Je vais m’occuper maintenant du culte. Vous avez déjà prononcé sur cet objet, en disant dans la déclaration des droits que nul ne serait inquiété pour ses opinions même religieuses. N’est-ce pas inquiéter essentiellement des citoyens, que de vouloir les priver du droit le plus cher, à cause de leurs opinions ? La loi ne peut atteindre le culte d’un homme ; elle ne peut rien sur son âme, elle ne peut que sur ses actions et elle doit les protéger quand elles ne nuisent point à la société. Dieu a voulu que nous nous accordions sur la morale, et il nous a permis de faire des lois morales ; mais il n’a réservé qu’à lui seul les lois dogmatiques et l’empire des consciences. Laissez donc les consciences libres : que le sentiment et la pensée, dirigés de telle ou telle manière vers le ciel, ne soient pas des crimes que punisse la société par la perte des droits sociaux ; ou bien faites une religion nationale, armez-la d’un glaive, et déchirez votre déclaration des droits. Voilà la justice, voilà la raison ; consultez encore la politique.
Toute culte n’a qu’une preuve à faire, celle de la morale. S’il en est un qui ordonne le vol et l’incendie, il faut non seulement refuser l’éligibilité à ceux qui le professent, mais encore les proscrire.
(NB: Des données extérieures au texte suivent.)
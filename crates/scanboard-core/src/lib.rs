//! Core types and view aggregation for the scanboard findings dashboard.
//!
//! This crate provides the foundational pieces used across scanboard:
//!
//! - **Types**: strongly-typed findings, the severity filter, and the
//!   chart-ready [`ViewModel`]
//! - **Views**: [`compute_views`], the pure aggregation driving every chart
//! - **Errors**: closed-enumeration validation with [`DataQualityError`]
//!
//! # Example
//!
//! ```rust,ignore
//! use scanboard_core::{compute_views, SeverityFilter};
//!
//! let findings = scanboard_core::sample::findings();
//! let view = compute_views(&findings, SeverityFilter::All);
//! println!("{} checks, {} failing", view.kpis.total, view.kpis.fails);
//! ```

mod error;
pub mod sample;
pub mod types;
pub mod views;

pub use error::DataQualityError;
pub use types::*;
pub use views::{compute_kpis, compute_views, filter_findings};
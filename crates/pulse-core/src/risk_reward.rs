//! Stop-loss / take-profit derivation for the preset form.
//!
//! ```text
//! stop_loss   = round2(total_risk / quantity)
//! take_profit = round2(stop_loss * risk_reward_ratio)
//! ```
//!
//! `take_profit` is computed from the already rounded stop loss. Inputs
//! that are not numbers, or a quantity that is not strictly positive,
//! make the pair "not computable": [`calculate_risk_reward`] returns
//! `None` and the form shows two blank fields.
//!
//! Values are `Decimal`s: magnitudes up to about 7.9e28 with at most 28
//! fractional digits. Inputs or results outside that range (`1e30`,
//! `1e-30`) are not computable either.

use std::str::FromStr;

use rust_decimal::{Decimal, RoundingStrategy};
use serde::{Deserialize, Serialize};

/// Derived exit levels, both rounded to cents.
#[derive(Debug, Clone, Copy, PartialEq, Eq, Serialize, Deserialize)]
pub struct RiskReward {
    pub stop_loss: Decimal,
    pub take_profit: Decimal,
}

impl RiskReward {
    /// Compute from already-parsed values. `None` when quantity ≤ 0 or
    /// the arithmetic overflows.
    pub fn compute(total_risk: Decimal, quantity: Decimal, ratio: Decimal) -> Option<Self> {
        if quantity <= Decimal::ZERO {
            return None;
        }
        let stop_loss = round2(total_risk.checked_div(quantity)?);
        let take_profit = round2(stop_loss.checked_mul(ratio)?);
        Some(RiskReward {
            stop_loss,
            take_profit,
        })
    }

    /// Both levels as two-decimal strings, e.g. `("10.00", "20.00")`.
    pub fn formatted(&self) -> (String, String) {
        (
            format!("{:.2}", self.stop_loss),
            format!("{:.2}", self.take_profit),
        )
    }
}

/// Compute from form text. `None` means "not computable".
pub fn calculate_risk_reward(total_risk: &str, quantity: &str, ratio: &str) -> Option<RiskReward> {
    RiskReward::compute(
        parse_decimal(total_risk)?,
        parse_decimal(quantity)?,
        parse_decimal(ratio)?,
    )
}

/// Form rendering of an optional result: blanks when not computable.
pub fn risk_reward_fields(levels: Option<&RiskReward>) -> (String, String) {
    levels
        .map(RiskReward::formatted)
        .unwrap_or_else(|| (String::new(), String::new()))
}

/// Parse a finite decimal from user text. Plain (`12.5`) and scientific
/// (`1.25e1`) notation are accepted; anything else is rejected.
pub fn parse_decimal(text: &str) -> Option<Decimal> {
    let text = text.trim();
    if !text.bytes().any(|b| b.is_ascii_digit()) || !text.bytes().all(is_numeric_byte) {
        return None;
    }
    Decimal::from_str(text)
        .or_else(|_| Decimal::from_scientific(text))
        .ok()
}

fn is_numeric_byte(b: u8) -> bool {
    b.is_ascii_digit() || matches!(b, b'.' | b'+' | b'-' | b'e' | b'E')
}

fn round2(value: Decimal) -> Decimal {
    value.round_dp_with_strategy(2, RoundingStrategy::MidpointAwayFromZero)
}

#[cfg(test)]
mod tests {
    use super::*;

    #[test]
    fn rounds_half_away_from_zero() {
        let levels = calculate_risk_reward("1", "8", "1").unwrap();
        // 0.125 → 0.13
        assert_eq!(levels.formatted().0, "0.13");
    }

    #[test]
    fn take_profit_uses_rounded_stop_loss() {
        // 10 / 3 = 3.333.. → 3.33; 3.33 * 3 = 9.99 (not 10.00)
        let levels = calculate_risk_reward("10", "3", "3").unwrap();
        assert_eq!(levels.formatted(), ("3.33".to_string(), "9.99".to_string()));
    }

    #[test]
    fn parses_loosely_formatted_numbers() {
        assert_eq!(parse_decimal(" 12.5 "), Some(Decimal::new(125, 1)));
        assert_eq!(parse_decimal("1.25e1"), Some(Decimal::new(125, 1)));
        assert_eq!(parse_decimal(""), None);
        assert_eq!(parse_decimal("NaN"), None);
        assert_eq!(parse_decimal("12abc"), None);
    }

    #[test]
    fn digit_separators_are_not_numbers() {
        assert_eq!(parse_decimal("1_000"), None);
        assert_eq!(parse_decimal("1,000"), None);
        assert_eq!(calculate_risk_reward("1_000", "10", "2"), None);
        assert_eq!(calculate_risk_reward("100", "1_0", "2"), None);
    }

    #[test]
    fn values_beyond_decimal_range_are_not_computable() {
        assert_eq!(calculate_risk_reward("1e30", "10", "2"), None);
        assert_eq!(calculate_risk_reward("100", "1e-30", "2"), None);
        // Largest inputs still inside the range compute.
        let levels = calculate_risk_reward("1e27", "10", "2").unwrap();
        assert_eq!(levels.stop_loss, Decimal::from_scientific("1e26").unwrap());
    }

    #[test]
    fn negative_quantity_is_not_computable() {
        assert_eq!(calculate_risk_reward("100", "-5", "2"), None);
    }

    #[test]
    fn blank_fields_when_not_computable() {
        assert_eq!(risk_reward_fields(None), (String::new(), String::new()));
    }
}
Cette observation ne peut s’appliquer aux Juifs. Les reproches qu’on leur fait sont nombreux. Les plus graves sont injustes, les autres ne sont que des délits. L’usure, dit-on, leur est permise : cette assertion n’est fondée que sur une interprétation fausse d’un principe de bienfaisance et de fraternité, qui leur défend de prêter à intérêt entre eux…Des hommes qui ne possèdent que de l’argent, ne peuvent vivre qu’en faisant valoir cet argent, et vous les avez toujours empêchés de posséder autre chose…Ce peuple est insociable, dit-on : cette insociabilité n’est pas certaine.
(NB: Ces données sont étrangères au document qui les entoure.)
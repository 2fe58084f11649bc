//! Voice command interpreter.
//!
//! Turns one finalized transcript into exactly one [`Interpretation`]:
//! normalize → match grammar → resolve preset → resolve company.
//!
//! The interpreter owns its preset and symbol tables, so callers (and
//! tests) choose which tables are in force. It has no side effects
//! beyond `tracing` events; surfacing the outcome and submitting orders
//! belong to the caller.

use std::fmt;

use rust_decimal::Decimal;
use tracing::debug;

use crate::error::Rejection;
use crate::grammar::match_order_command;
use crate::normalize::normalize;
use crate::preset::PresetBook;
use crate::side::Side;
use crate::symbols::SymbolMap;

/// A fully resolved voice order.
#[derive(Debug, Clone, PartialEq, Eq)]
pub struct ExecutedOrder {
    /// Identifier of the preset that produced this order.
    pub preset_id: String,
    pub action: Side,
    pub quantity: u32,
    pub price: Decimal,
    pub symbol: String,
}

impl fmt::Display for ExecutedOrder {
    fn fmt(&self, f: &mut fmt::Formatter<'_>) -> fmt::Result {
        write!(
            f,
            "Executing {} {} shares of {} at ${} each.",
            self.action.as_upper(),
            self.quantity,
            self.symbol,
            self.price.normalize()
        )
    }
}

/// Outcome of interpreting one transcript.
#[derive(Debug, Clone, PartialEq, Eq)]
pub enum Interpretation {
    Executed(ExecutedOrder),
    Rejected(Rejection),
}

impl Interpretation {
    /// Human-readable confirmation or rejection text.
    pub fn message(&self) -> String {
        match self {
            Interpretation::Executed(order) => order.to_string(),
            Interpretation::Rejected(reason) => reason.to_string(),
        }
    }

    pub fn is_executed(&self) -> bool {
        matches!(self, Interpretation::Executed(_))
    }

    pub fn into_result(self) -> Result<ExecutedOrder, Rejection> {
        match self {
            Interpretation::Executed(order) => Ok(order),
            Interpretation::Rejected(reason) => Err(reason),
        }
    }
}

impl From<Result<ExecutedOrder, Rejection>> for Interpretation {
    fn from(result: Result<ExecutedOrder, Rejection>) -> Self {
        match result {
            Ok(order) => Interpretation::Executed(order),
            Err(reason) => Interpretation::Rejected(reason),
        }
    }
}

/// Interpreter bound to a preset book and a symbol map.
#[derive(Debug, Clone, Default)]
pub struct VoiceInterpreter {
    presets: PresetBook,
    symbols: SymbolMap,
}

impl VoiceInterpreter {
    pub fn new(presets: PresetBook, symbols: SymbolMap) -> Self {
        VoiceInterpreter { presets, symbols }
    }

    pub fn presets(&self) -> &PresetBook {
        &self.presets
    }

    pub fn symbols(&self) -> &SymbolMap {
        &self.symbols
    }

    /// Interpret a raw transcript. Never fails: unrecognized input comes
    /// back as [`Interpretation::Rejected`].
    pub fn interpret(&self, raw_transcript: &str) -> Interpretation {
        debug!(raw = raw_transcript, "interpreting voice command");
        self.resolve(raw_transcript).into()
    }

    fn resolve(&self, raw_transcript: &str) -> Result<ExecutedOrder, Rejection> {
        let normalized = normalize(raw_transcript);
        debug!(normalized = %normalized, "normalized voice command");

        let command = match_order_command(&normalized).ok_or(Rejection::NoMatch)?;

        let preset = self
            .presets
            .get(&command.preset.to_lowercase())
            .ok_or_else(|| Rejection::UnknownPreset(command.preset.to_string()))?;

        let symbol = self
            .symbols
            .ticker_for(command.company)
            .ok_or_else(|| Rejection::UnknownCompany(command.company.to_string()))?;

        Ok(ExecutedOrder {
            preset_id: command.preset.to_lowercase(),
            action: preset.action,
            quantity: preset.quantity,
            price: preset.price,
            symbol: symbol.to_string(),
        })
    }
}

#[cfg(test)]
mod tests {
    use super::*;
    use crate::preset::Preset;

    #[test]
    fn spelled_preset_resolves() {
        let interp = VoiceInterpreter::default();
        let order = interp
            .interpret("Place order preset one for Apple")
            .into_result()
            .unwrap();
        assert_eq!(order.action, Side::Buy);
        assert_eq!(order.symbol, "AAPL");
        assert_eq!(order.preset_id, "preset-1");
    }

    #[test]
    fn confirmation_text() {
        let interp = VoiceInterpreter::default();
        let result = interp.interpret("place order preset two for tesla");
        assert_eq!(result.message(), "Executing SELL 10 shares of TSLA at $5 each.");
    }

    #[test]
    fn custom_tables_are_honoured() {
        let presets = PresetBook::new([(
            "preset-9",
            Preset::new(Side::Sell, 3, Decimal::new(1250, 2)),
        )])
        .unwrap();
        let symbols = SymbolMap::new([("Nvidia", "NVDA")]).unwrap();
        let interp = VoiceInterpreter::new(presets, symbols);

        let result = interp.interpret("place order preset 9 for nvidia");
        assert_eq!(result.message(), "Executing SELL 3 shares of NVDA at $12.5 each.");

        // Default entries are not implied by custom tables.
        assert_eq!(
            interp.interpret("place order preset one for nvidia"),
            Interpretation::Rejected(Rejection::UnknownPreset("preset-1".into()))
        );
    }
}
Il faut tout refuser aux Juifs comme nation ; il faut tout leur accorder comme individus ; il faut qu’ils soient citoyens. On prétend qu’il ne veulent pas l’être. Qu’ils le disent, et qu’on les bannisse ! Il ne peut y avoir une nation dans une nation…L’empereur a admis les Juifs à toutes les dignités, à toutes les charges. Ils ont exercé en France les plus importantes des fonctions publiques. Un de nos collègues, M. Nérac, m’a autorisé à dire que plusieurs Juifs avaient concouru à son élection. Ils sont admis dans les corps militaires : lorsque j’occupais la présidence, un don patriotique m’a été apporté par un Juif, soldat national…
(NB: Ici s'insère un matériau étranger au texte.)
// crates/pulse-terminal/src/main.rs

mod app;
mod config;
mod gateway;
mod speech;
mod ui;
mod components;

use std::fs::OpenOptions;
use std::path::PathBuf;
use std::sync::Mutex;
use std::{io, time::Duration};

use anyhow::{Context, Result};
use clap::Parser;
use crossterm::{
    event::{self, DisableMouseCapture, EnableMouseCapture, Event, KeyCode, KeyEventKind},
    execute,
    terminal::{disable_raw_mode, enable_raw_mode, EnterAlternateScreen, LeaveAlternateScreen},
};
use ratatui::{
    backend::{Backend, CrosstermBackend},
    Terminal,
};
use tokio::sync::mpsc;
use tracing::info;
use tracing_subscriber::EnvFilter;

use crate::app::{App, InputMode, Page};
use crate::config::ClientConfig;
use crate::gateway::{OrderGateway, Submission, SubmissionResult};

#[derive(Parser)]
#[clap(name = "trade-pulse")]
#[clap(about = "Trade Pulse terminal: voice order entry and trading presets")]
struct Cli {
    /// TOML configuration file
    #[clap(short, long)]
    config: Option<PathBuf>,

    /// User ID orders are placed for
    #[clap(short, long)]
    user_id: Option<String>,

    /// Base URL of the order API (also read from PULSE_API_URL)
    #[clap(short, long)]
    api_url: Option<String>,

    /// Acknowledge orders locally instead of posting them
    #[clap(long)]
    dry_run: bool,

    /// Enable debug logging
    #[clap(short, long)]
    debug: bool,

    /// Log file (stdout belongs to the terminal UI)
    #[clap(long)]
    log_file: Option<PathBuf>,

    /// Page to open on start (dashboard, orders, positions, account, tools, preset)
    #[clap(short, long)]
    page: Option<String>,
}

#[tokio::main]
async fn main() -> Result<()> {
    let cli = Cli::parse();

    init_logging(&cli)?;

    let mut config = ClientConfig::load(cli.config.as_deref())?;
    if let Some(user_id) = cli.user_id {
        config.user_id = user_id;
    }
    if let Some(url) = cli.api_url {
        config.api_base_url = Some(url);
    }
    config.dry_run |= cli.dry_run;

    info!(
        user = %config.user_id,
        api = ?config.submission_url(),
        presets = config.presets.len(),
        "starting trade-pulse"
    );

    // Setup terminal
    enable_raw_mode()?;
    let mut stdout = io::stdout();
    execute!(stdout, EnterAlternateScreen, EnableMouseCapture)?;
    let backend = CrosstermBackend::new(stdout);
    let mut terminal = Terminal::new(backend)?;

    // Create app and run
    let mut app = App::new(&config);
    if let Some(page) = cli.page.as_deref() {
        app.navigate_to(page);
    }
    let res = run_app(&mut terminal, app, &config).await;

    // Restore terminal
    disable_raw_mode()?;
    execute!(
        terminal.backend_mut(),
        LeaveAlternateScreen,
        DisableMouseCapture
    )?;
    terminal.show_cursor()?;

    match res {
        Ok(app) if app.logged_out => println!("Logged out."),
        Ok(_) => {}
        Err(err) => println!("Error: {:?}", err),
    }

    Ok(())
}

fn init_logging(cli: &Cli) -> Result<()> {
    if !cli.debug && cli.log_file.is_none() {
        return Ok(());
    }

    let path = cli
        .log_file
        .clone()
        .unwrap_or_else(|| PathBuf::from("trade-pulse.log"));
    let file = OpenOptions::new()
        .create(true)
        .append(true)
        .open(&path)
        .with_context(|| format!("opening log file {}", path.display()))?;

    let default_level = if cli.debug { "debug" } else { "info" };
    let filter = EnvFilter::try_from_default_env().unwrap_or_else(|_| EnvFilter::new(default_level));

    tracing_subscriber::fmt()
        .with_env_filter(filter)
        .with_writer(Mutex::new(file))
        .with_ansi(false)
        .init();
    Ok(())
}

async fn run_app<B: Backend>(
    terminal: &mut Terminal<B>,
    mut app: App,
    config: &ClientConfig,
) -> Result<App> {
    // Channels between the UI loop and the order gateway
    let (tx_to_gateway, rx_from_app) = mpsc::unbounded_channel::<Submission>();
    let (tx_to_app, mut rx_from_gateway) = mpsc::unbounded_channel::<SubmissionResult>();

    app.set_order_sender(tx_to_gateway);

    let gateway = OrderGateway::new(config.submission_url().map(str::to_string), tx_to_app);
    let gateway_handle = tokio::spawn(gateway.run(rx_from_app));

    loop {
        // Draw UI
        terminal.draw(|f| ui::draw(f, &app))?;

        // Handle events with timeout
        if event::poll(Duration::from_millis(100))? {
            if let Event::Key(key) = event::read()? {
                if key.kind != KeyEventKind::Press {
                    continue;
                }

                if app.show_help {
                    if matches!(key.code, KeyCode::F(1) | KeyCode::Esc) {
                        app.toggle_help();
                    }
                    continue;
                }

                match app.input_mode {
                    InputMode::Normal => match key.code {
                        // Global hotkeys
                        KeyCode::Char('q') | KeyCode::Char('Q') => {
                            app.should_quit = true;
                        }
                        KeyCode::Char('l') | KeyCode::Char('L') => {
                            app.logout();
                        }
                        KeyCode::F(1) | KeyCode::Char('?') => {
                            app.toggle_help();
                        }
                        KeyCode::Esc => {
                            app.dismiss_notice();
                        }

                        // Navigation
                        KeyCode::Tab => {
                            app.next_page();
                        }
                        KeyCode::BackTab => {
                            app.prev_page();
                        }
                        KeyCode::Char(c @ '1'..='6') => {
                            let idx = c as usize - '1' as usize;
                            app.navigate(Page::ALL[idx]);
                        }
                        KeyCode::Up | KeyCode::Char('k') => {
                            app.move_selection_up();
                        }
                        KeyCode::Down | KeyCode::Char('j') => {
                            app.move_selection_down();
                        }

                        // Voice
                        KeyCode::Char('v') | KeyCode::Char('V') => {
                            app.start_listening();
                        }

                        // Dashboard
                        KeyCode::Enter if app.current_page == Page::Dashboard => {
                            app.open_trade_dialog();
                        }

                        // Preset page
                        KeyCode::Char('e') | KeyCode::Char('E') => {
                            app.start_preset_editing();
                        }
                        KeyCode::Char('a') | KeyCode::Char('A') if app.current_page == Page::Preset => {
                            app.add_preset();
                        }
                        KeyCode::Char('d') | KeyCode::Char('D') | KeyCode::Delete
                            if app.current_page == Page::Preset =>
                        {
                            app.delete_selected_preset();
                        }

                        _ => {}
                    },

                    InputMode::Listening => match key.code {
                        KeyCode::Enter => {
                            app.stop_listening();
                        }
                        KeyCode::Esc => {
                            app.abort_listening();
                        }
                        KeyCode::Backspace => {
                            app.unhear_char();
                        }
                        KeyCode::Char(c) => {
                            app.hear_char(c);
                        }
                        _ => {}
                    },

                    InputMode::Dialog => match key.code {
                        KeyCode::Up | KeyCode::Char('k') => {
                            app.dialog_select_prev();
                        }
                        KeyCode::Down | KeyCode::Char('j') => {
                            app.dialog_select_next();
                        }
                        KeyCode::Enter => {
                            app.execute_dialog_order();
                        }
                        KeyCode::Esc => {
                            app.close_trade_dialog();
                        }
                        _ => {}
                    },

                    InputMode::EditingPreset => match key.code {
                        KeyCode::Enter => {
                            app.add_preset();
                        }
                        KeyCode::Esc => {
                            app.stop_preset_editing();
                        }
                        KeyCode::Tab | KeyCode::Down => {
                            app.next_preset_field();
                        }
                        KeyCode::BackTab | KeyCode::Up => {
                            app.prev_preset_field();
                        }
                        KeyCode::Backspace => {
                            app.delete_preset_char();
                        }
                        KeyCode::Char(c) => {
                            app.enter_preset_char(c);
                        }
                        _ => {}
                    },
                }
            }
        }

        // Process gateway results
        while let Ok(result) = rx_from_gateway.try_recv() {
            app.handle_submission_result(result);
        }

        // Check if should quit
        if app.should_quit {
            break;
        }
    }

    // Cleanup
    gateway_handle.abort();
    Ok(app)
}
Les Juifs sont présumés citoyens, tant qu’on n’aura pas prouvé qu’ils ne le sont pas, tant qu’ils n’auront pas refusé de l’être. Dans leur requête ils demandent à être considérés comme tels ; la loi doit reconnaître un titre que le préjugé seul refuse. Mais, dit-on, la loi n’a pas d’empire sur le préjugé. Cela était vrai quand la loi était l’ouvrage d’un seul ; quand elle est celui de tous, cela est faux.
Il faut s’expliquer clairement sur leur sort. Vous taire serait le pire des maux ; ce serait avoir vu le bien et n’avoir pas voulu le faire ; ce serait avoir connu la vérité et n’avoir osé la dire ; ce serait enfin asseoir sur le même trône les préjugés et la loi, l’erreur et la raison.